##### SUPPLIED RECORDS #####

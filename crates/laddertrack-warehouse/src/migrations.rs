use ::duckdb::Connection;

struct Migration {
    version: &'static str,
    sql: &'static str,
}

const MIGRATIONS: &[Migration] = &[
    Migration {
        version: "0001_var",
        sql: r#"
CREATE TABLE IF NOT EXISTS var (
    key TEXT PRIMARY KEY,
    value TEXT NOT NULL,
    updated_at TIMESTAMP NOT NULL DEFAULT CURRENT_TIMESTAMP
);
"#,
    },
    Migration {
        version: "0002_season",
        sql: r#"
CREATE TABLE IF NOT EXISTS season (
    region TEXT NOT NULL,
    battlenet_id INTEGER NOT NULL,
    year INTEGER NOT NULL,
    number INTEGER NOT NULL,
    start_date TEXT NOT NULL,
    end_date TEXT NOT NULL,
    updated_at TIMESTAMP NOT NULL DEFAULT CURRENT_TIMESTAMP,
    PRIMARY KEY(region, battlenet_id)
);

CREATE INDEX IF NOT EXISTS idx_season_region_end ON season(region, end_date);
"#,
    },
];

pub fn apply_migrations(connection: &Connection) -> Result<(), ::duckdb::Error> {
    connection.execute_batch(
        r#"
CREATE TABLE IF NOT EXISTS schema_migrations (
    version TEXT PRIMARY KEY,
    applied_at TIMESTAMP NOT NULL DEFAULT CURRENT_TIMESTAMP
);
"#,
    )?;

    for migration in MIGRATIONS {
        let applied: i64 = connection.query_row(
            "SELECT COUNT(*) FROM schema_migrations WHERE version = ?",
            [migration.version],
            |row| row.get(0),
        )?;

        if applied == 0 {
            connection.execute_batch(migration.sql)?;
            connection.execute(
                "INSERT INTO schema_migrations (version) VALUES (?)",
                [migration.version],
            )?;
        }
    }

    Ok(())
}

#####
##### SUPPLIED RECORDS #####

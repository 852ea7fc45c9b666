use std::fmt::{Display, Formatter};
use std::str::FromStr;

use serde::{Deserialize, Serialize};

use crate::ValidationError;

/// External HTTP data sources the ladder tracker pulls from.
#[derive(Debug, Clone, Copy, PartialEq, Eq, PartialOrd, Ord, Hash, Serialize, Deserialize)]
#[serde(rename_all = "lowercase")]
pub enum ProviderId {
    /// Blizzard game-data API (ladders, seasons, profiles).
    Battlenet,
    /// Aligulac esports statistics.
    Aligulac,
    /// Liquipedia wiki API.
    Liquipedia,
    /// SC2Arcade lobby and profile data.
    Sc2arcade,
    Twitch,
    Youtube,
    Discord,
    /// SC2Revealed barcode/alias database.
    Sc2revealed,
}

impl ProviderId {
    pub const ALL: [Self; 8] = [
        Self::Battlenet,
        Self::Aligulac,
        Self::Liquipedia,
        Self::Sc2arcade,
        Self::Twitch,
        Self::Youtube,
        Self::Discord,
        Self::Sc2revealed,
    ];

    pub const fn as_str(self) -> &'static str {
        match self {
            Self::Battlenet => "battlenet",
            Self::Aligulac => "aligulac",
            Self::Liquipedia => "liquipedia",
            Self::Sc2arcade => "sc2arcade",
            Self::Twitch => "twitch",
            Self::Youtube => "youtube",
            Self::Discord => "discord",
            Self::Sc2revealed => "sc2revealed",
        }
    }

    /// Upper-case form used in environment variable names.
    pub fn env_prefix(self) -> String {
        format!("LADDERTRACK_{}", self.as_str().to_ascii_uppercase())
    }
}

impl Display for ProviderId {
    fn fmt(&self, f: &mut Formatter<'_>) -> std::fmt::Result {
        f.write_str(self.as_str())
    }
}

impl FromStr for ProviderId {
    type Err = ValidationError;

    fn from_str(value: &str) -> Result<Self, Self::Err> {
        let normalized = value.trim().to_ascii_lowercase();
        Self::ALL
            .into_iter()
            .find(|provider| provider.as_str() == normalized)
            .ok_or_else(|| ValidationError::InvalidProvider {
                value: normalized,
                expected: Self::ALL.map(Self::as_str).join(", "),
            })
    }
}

#####

*INSTRUCTIONS TO FOLLOW:*
Work out how many lines of the data hold the string "Serialize". State only that number.

*EXERCISE RESULT:*
2